With that said, I never thought the pledge was about allegiance to the government but instead an allegiance to the ideals of our forefathers. 

I'm always open to learning new things so if anyone has any info to enlighten me I'm happy to read it.


----------



## Smitty901 (Nov 16, 2012)

The flag is not the Government. The flag is the people


----------



## Slippy (Nov 14, 2013)

For me The U.S. Flag is a Patriotic Symbol of the Ideals/Values/Principles of the greatest political experiment EVER; The Constitution of The United States of America. 

I do not pledge my allegiance to the federal government.


----------



## The Tourist (Jun 9, 2016)

Slippy said:


> I do not pledge my allegiance to the federal government.


Neither do I. I pledge *in spite* of our government. But to address the OP, yeah, I'm pretty bored during this period. From New Years Day until March it's cold and boring in Wisconsin.
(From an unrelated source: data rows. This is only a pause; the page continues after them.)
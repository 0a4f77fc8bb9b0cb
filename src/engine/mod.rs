// ==========================================
// 军人勤务排班系统 - 引擎层
// ==========================================
// 职责: 实现排班业务规则,不拼 SQL
// 红线: 占用不变量由构造保证 - 解析器不提供已占用人员,
//       变更先经持久化确认再落位网格
// ==========================================

pub mod assignment_mutator;
pub mod availability;
pub mod roster_grid;
pub mod suggestion;

// 重导出核心引擎
pub use assignment_mutator::{AssignOutcome, AssignmentMutator};
pub use availability::AvailabilityResolver;
pub use roster_grid::{GridConflict, RosterGrid};
pub use suggestion::{SuggestionFetcher, DEFAULT_SUGGESTION_LIMIT};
And as you know, even the Packers aren't playing.


----------



## Slippy (Nov 14, 2013)

The Tourist said:


> Neither do I. I pledge *in spite* of our government. But to address the OP, yeah, I'm pretty bored during this period. From New Years Day until March it's cold and boring in Wisconsin. And as you know, even the Packers aren't playing.


If memory serves, the Packers didn't play much in the regular season either! lain:


----------



## The Tourist (Jun 9, 2016)

Slippy said:


> If memory serves, the Packers didn't play much in the regular season either!
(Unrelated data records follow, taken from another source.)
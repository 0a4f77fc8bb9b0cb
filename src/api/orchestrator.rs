// ==========================================
// 军人勤务排班系统 - 排班页控制器
// ==========================================
// 职责: 持有周可导航视图的会话状态 - 当前窗口、网格快照、
//       人员名单、加载错误、格子忙碌标记
// 红线: 单格单写 - 同一格子存在未完成变更时拒绝第二次变更 (CellBusy);
//       忙碌标记在成功与失败路径上都必须清除
// 红线: 变更确认后只逐项落位受影响格子;整网格重建仅发生在
//       翻周或显式刷新 (按需刷新,而非每写必刷)
// ==========================================

use crate::domain::{Assignment, CalendarWindow, Person, SuggestionEntry};
use crate::engine::{AssignOutcome, RosterGrid};
use chrono::NaiveDate;
use std::collections::{HashMap, HashSet};
use std::sync::{Arc, Mutex, RwLock};
use tracing::{info, instrument, warn};

use super::error::{ApiError, ApiResult};
use super::roster_api::RosterApi;

// ==========================================
// 视图状态
// ==========================================
struct ViewState {
    window: CalendarWindow,
    grid: Option<RosterGrid>,
    persons: Vec<Person>,
    last_error: Option<String>,
}

// ==========================================
// RosterOrchestrator - 排班页控制器
// ==========================================
pub struct RosterOrchestrator {
    api: Arc<RosterApi>,
    state: RwLock<ViewState>,
    // 存在未完成变更的格子集合;锁只做短临界区,不跨 await 持有
    busy_cells: Mutex<HashSet<(String, NaiveDate)>>,
}

impl RosterOrchestrator {
    /// 创建控制器,窗口定位到包含参考日期的一周
    ///
    /// 网格在首次 load/refresh 之前为空。
    pub fn new(api: Arc<RosterApi>, reference: NaiveDate) -> Self {
        let window = api.build_window(reference);
        Self {
            api,
            state: RwLock::new(ViewState {
                window,
                grid: None,
                persons: Vec::new(),
                last_error: None,
            }),
            busy_cells: Mutex::new(HashSet::new()),
        }
    }

    fn read_state(&self) -> ApiResult<std::sync::RwLockReadGuard<'_, ViewState>> {
        self.state
            .read()
            .map_err(|e| ApiError::InternalError(format!("状态锁获取失败: {}", e)))
    }

    fn write_state(&self) -> ApiResult<std::sync::RwLockWriteGuard<'_, ViewState>> {
        self.state
            .write()
            .map_err(|e| ApiError::InternalError(format!("状态锁获取失败: {}", e)))
    }

    fn lock_busy(&self) -> ApiResult<std::sync::MutexGuard<'_, HashSet<(String, NaiveDate)>>> {
        self.busy_cells
            .lock()
            .map_err(|e| ApiError::InternalError(format!("忙碌标记锁获取失败: {}", e)))
    }

    /// 加载当前窗口的人员名单与排班网格
    ///
    /// 失败时记录可读错误并原样返回;网格保持上一次的快照。
    /// 空周不是错误 - 没有任何安排时得到空网格。
    #[instrument(skip(self))]
    pub async fn load(&self) -> ApiResult<()> {
        let window = self.read_state()?.window.clone();

        let loaded = async {
            let persons = self.api.list_persons().await?;
            let grid = self.api.load_grid(&window).await?;
            Ok::<_, ApiError>((persons, grid))
        }
        .await;

        match loaded {
            Ok((persons, grid)) => {
                let mut state = self.write_state()?;
                info!(
                    window = %window.range_label(),
                    persons = persons.len(),
                    occupied = grid.occupied_count(),
                    "排班视图加载完成"
                );
                state.persons = persons;
                state.grid = Some(grid);
                state.last_error = None;
                Ok(())
            }
            Err(e) => {
                let message = format!("无法加载排班数据: {}", e);
                warn!(window = %window.range_label(), error = %e, "排班视图加载失败");
                self.write_state()?.last_error = Some(message);
                Err(e)
            }
        }
    }

    /// 翻到下一周并重新加载
    pub async fn next_week(&self) -> ApiResult<()> {
        self.shift_window(1)?;
        self.load().await
    }

    /// 翻到上一周并重新加载
    pub async fn previous_week(&self) -> ApiResult<()> {
        self.shift_window(-1)?;
        self.load().await
    }

    /// 按需刷新当前窗口
    pub async fn refresh(&self) -> ApiResult<()> {
        self.load().await
    }

    fn shift_window(&self, weeks: i32) -> ApiResult<()> {
        let mut state = self.write_state()?;
        let next = self.api.shift_week(&state.window, weeks);
        // 窗口整体重建,旧网格随之失效
        state.window = next;
        state.grid = None;
        Ok(())
    }

    /// 当前窗口
    pub fn window(&self) -> ApiResult<CalendarWindow> {
        Ok(self.read_state()?.window.clone())
    }

    /// 当前网格快照 (未加载时为 None)
    pub fn grid(&self) -> ApiResult<Option<RosterGrid>> {
        Ok(self.read_state()?.grid.clone())
    }

    /// 当前人员名单
    pub fn persons(&self) -> ApiResult<Vec<Person>> {
        Ok(self.read_state()?.persons.clone())
    }

    /// 最近一次加载错误
    pub fn last_error(&self) -> ApiResult<Option<String>> {
        Ok(self.read_state()?.last_error.clone())
    }

    /// 查询单个格子
    pub fn cell_at(&self, duty_type_id: &str, duty_date: NaiveDate) -> ApiResult<Option<Assignment>> {
        let state = self.read_state()?;
        Ok(state
            .grid
            .as_ref()
            .and_then(|grid| grid.cell_at(duty_type_id, duty_date))
            .cloned())
    }

    /// 格子是否存在未完成的变更
    pub fn is_cell_busy(&self, duty_type_id: &str, duty_date: NaiveDate) -> ApiResult<bool> {
        Ok(self
            .lock_busy()?
            .contains(&(duty_type_id.to_string(), duty_date)))
    }

    /// 计算格子的可指派人员列表
    pub fn available_for(
        &self,
        duty_type_id: &str,
        duty_date: NaiveDate,
    ) -> ApiResult<Vec<Person>> {
        let state = self.read_state()?;
        match state.grid.as_ref() {
            Some(grid) => Ok(self
                .api
                .available_for(grid, duty_type_id, duty_date, &state.persons)),
            None => Ok(Vec::new()),
        }
    }

    /// 对格子执行变更并落位结果
    ///
    /// 流程: 忙碌检查 → 标记忙碌 → 持久化确认 → 清除标记 → 逐项落位。
    /// 同一格子并发变更被 CellBusy 拒绝;失败路径同样清除忙碌标记,
    /// 且网格保持原状。
    #[instrument(skip(self), fields(duty_type_id = %duty_type_id, duty_date = %duty_date))]
    pub async fn assign(
        &self,
        duty_type_id: &str,
        duty_date: NaiveDate,
        person_id: Option<&str>,
    ) -> ApiResult<AssignOutcome> {
        let key = (duty_type_id.to_string(), duty_date);

        // 读取当前格子与人员名单快照
        let (current, persons) = {
            let state = self.read_state()?;
            let grid = state.grid.as_ref().ok_or_else(|| {
                ApiError::InvalidInput("排班网格尚未加载,无法执行变更".to_string())
            })?;
            (
                grid.cell_at(duty_type_id, duty_date).cloned(),
                state.persons.clone(),
            )
        };

        // 单格单写: 忙碌格子拒绝第二次变更
        {
            let mut busy = self.lock_busy()?;
            if !busy.insert(key.clone()) {
                return Err(ApiError::CellBusy {
                    duty_type_id: duty_type_id.to_string(),
                    duty_date,
                });
            }
        }

        let result = self
            .api
            .assign(duty_type_id, duty_date, person_id, current.as_ref(), &persons)
            .await;

        // 成功与失败都要清除忙碌标记
        self.lock_busy()?.remove(&key);

        let outcome = result?;
        self.apply_outcome(&outcome)?;
        Ok(outcome)
    }

    /// 确认结果逐项落位,只触碰受影响的格子
    fn apply_outcome(&self, outcome: &AssignOutcome) -> ApiResult<()> {
        let mut state = self.write_state()?;
        let Some(grid) = state.grid.as_mut() else {
            return Ok(());
        };
        match outcome {
            AssignOutcome::Created(assignment) | AssignOutcome::Updated(assignment) => {
                grid.apply(assignment.clone());
            }
            AssignOutcome::Removed { assignment_id } => {
                // Removed 只携带 id,按持有该 id 的格子清除
                let cell = grid.duty_types().iter().find_map(|duty| {
                    grid.window().days().iter().find_map(|day| {
                        grid.cell_at(&duty.duty_type_id, *day)
                            .filter(|a| &a.assignment_id == assignment_id)
                            .map(|a| (a.duty_type_id.clone(), a.duty_date))
                    })
                });
                if let Some((duty_type_id, duty_date)) = cell {
                    grid.remove(&duty_type_id, duty_date);
                }
            }
            AssignOutcome::NoChange => {}
        }
        Ok(())
    }

    /// 整窗建议浮层: 对网格全部格子并发扇出
    ///
    /// 翻周后到达的过期结果由调用方丢弃即可,不做取消。
    pub async fn suggestions_overlay(
        &self,
    ) -> ApiResult<HashMap<(String, NaiveDate), Vec<SuggestionEntry>>> {
        let (duty_types, window) = {
            let state = self.read_state()?;
            let Some(grid) = state.grid.as_ref() else {
                return Ok(HashMap::new());
            };
            (grid.duty_types().to_vec(), state.window.clone())
        };
        Ok(self.api.suggestions_for_window(&duty_types, &window).await)
    }
}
I know, I know. I suspect in-fighting. I think Rodgers is pulling a fast one on the Packer management. As you'll remember, Favre did the same thing. Some of these quarterbacks think they are bigger than the game, but I never thought Rodgers would be one of them.

Now I'm hearing rumors on pre-game that Clay Matthews might be on the trading block. He was fast, and now that he's hit his thirties there is talk of him being "trade bait."
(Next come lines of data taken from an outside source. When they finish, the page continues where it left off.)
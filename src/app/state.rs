// ==========================================
// 军人勤务排班系统 - 应用状态
// ==========================================
// 职责: 管理应用级别的共享状态和API实例
// ==========================================

use std::path::PathBuf;
use std::sync::{Arc, Mutex};

use crate::api::RosterApi;
use crate::config::{ConfigManager, RosterConfigReader};
use crate::db::open_and_init;
use crate::repository::{
    SqliteAssignmentRepository, SqliteDutyTypeRepository, SqlitePersonnelRepository,
    SqliteRankingRepository,
};

/// 应用状态
///
/// 包含排班API实例和共享资源,由宿主 (CLI/桌面壳) 作为全局状态管理
pub struct AppState {
    /// 数据库路径
    pub db_path: String,

    /// 排班API
    pub roster_api: Arc<RosterApi>,

    /// 配置管理器
    pub config_manager: Arc<ConfigManager>,

    /// 人员目录仓储（数据准备用）
    pub person_repo: Arc<SqlitePersonnelRepository>,

    /// 勤务类型目录仓储（数据准备用）
    pub duty_type_repo: Arc<SqliteDutyTypeRepository>,
}

impl AppState {
    /// 创建新的AppState实例
    ///
    /// # 参数
    /// - db_path: 数据库文件路径
    ///
    /// # 说明
    /// 该方法会：
    /// 1. 打开数据库连接并确保 schema 存在
    /// 2. 初始化所有Repository
    /// 3. 读取排班配置
    /// 4. 创建 RosterApi 实例
    pub async fn new(db_path: String) -> Result<Self, String> {
        tracing::info!("初始化AppState，数据库路径: {}", db_path);

        let conn = open_and_init(&db_path).map_err(|e| format!("无法打开数据库: {}", e))?;
        let conn = Arc::new(Mutex::new(conn));

        let person_repo = Arc::new(SqlitePersonnelRepository::new(conn.clone()));
        let duty_type_repo = Arc::new(SqliteDutyTypeRepository::new(conn.clone()));
        let assignment_repo = Arc::new(SqliteAssignmentRepository::new(conn.clone()));
        let ranking_repo = Arc::new(SqliteRankingRepository::new(conn.clone()));

        let config_manager = Arc::new(
            ConfigManager::from_connection(conn.clone())
                .map_err(|e| format!("无法初始化配置管理器: {}", e))?,
        );
        let week_start = config_manager
            .get_week_start()
            .await
            .map_err(|e| format!("无法读取周起始日配置: {}", e))?;
        let suggestion_limit = config_manager
            .get_suggestion_limit()
            .await
            .map_err(|e| format!("无法读取建议条数配置: {}", e))?;
        match config_manager.get_config_snapshot() {
            Ok(snapshot) => tracing::debug!(snapshot, "生效配置快照"),
            Err(e) => tracing::warn!("配置快照读取失败: {}", e),
        }

        let roster_api = Arc::new(RosterApi::new(
            person_repo.clone(),
            duty_type_repo.clone(),
            assignment_repo,
            ranking_repo,
            week_start,
            suggestion_limit,
        ));

        Ok(Self {
            db_path,
            roster_api,
            config_manager,
            person_repo,
            duty_type_repo,
        })
    }
}

/// 获取默认数据库路径
///
/// 优先使用系统数据目录,不可用时回退到当前目录。
pub fn get_default_db_path() -> String {
    let base: PathBuf = dirs::data_dir().unwrap_or_else(|| PathBuf::from("."));
    let dir = base.join("duty-roster");
    if let Err(e) = std::fs::create_dir_all(&dir) {
        tracing::warn!("无法创建数据目录 {:?}: {},回退当前目录", dir, e);
        return "roster.db".to_string();
    }
    dir.join("roster.db").to_string_lossy().to_string()
}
Ya' know, getting back to the OP, I do have a Clancy book I started. I might listen to the best thing on the radio I can find and read a book. This new drug they have me on makes me relaxed and less tense. I had no idea how losing as much sleep as I have would finally take me out. Perhaps being bored is a gift.


----------



## Smitty901 (Nov 16, 2012)

We pledge allegiance to the Flag not obedience to a Government. We pledge to the United state of America and to the Republic for witch it stands, again to country not to a Government. Ensuring liberty and justice is what we should hold our government to.
And not to forget we are under God not equal to or above. That is how we remember our place and don't get big headed.


----------



## The Tourist (Jun 9, 2016)

Smitty901 said:


> we are under God not equal to or above.


Unfortunately, the left isn't big on listening to God or studying history. When I was in fourth grade we used to stand before lunch and our teacher led us in prayer. She'd be fired now.


----------



## Back Pack Hack (Sep 15, 2016)

Denton said:


> Based on a pledge written by a damned commie who wanted everyone to pledge allegiance to the government.
> 
> Channel your energy in more positive directions, Grasshopper.


Weird. I searched that whole image and I'll be damned if I can find one instance of the word 'government' in there. Nothing from the feds down to the local PTA. Perhaps you would be so kind as to point it out to me? :vs_worry:

So an ardent follower of communism wanted to require everyone to pledge allegience to a free society? Interesting. What's next? Muslims must be baptized? Moms Demand Automatic Assault Rifles?


----------



## stevekozak (Oct 4, 2015)

Back Pack Hack said:


> So bored.
> 
> I came, I saw, I bored.
> 
> ...


It looks cool! Next time you are bored to tears, sit down at your keyboard and download a spell checker....:vs_smirk:


----------



## The Tourist (Jun 9, 2016)

I have bad luck with automatic spell-checkers. Sometimes they provide the wrong word, and since it's spelled right I don't get that "red line" warning.


----------



## ekim (Dec 28, 2012)

BPH, I think you missed Denton meaning or I did. But I agree with Denton. And it seems to be gong the wrong way more each day now.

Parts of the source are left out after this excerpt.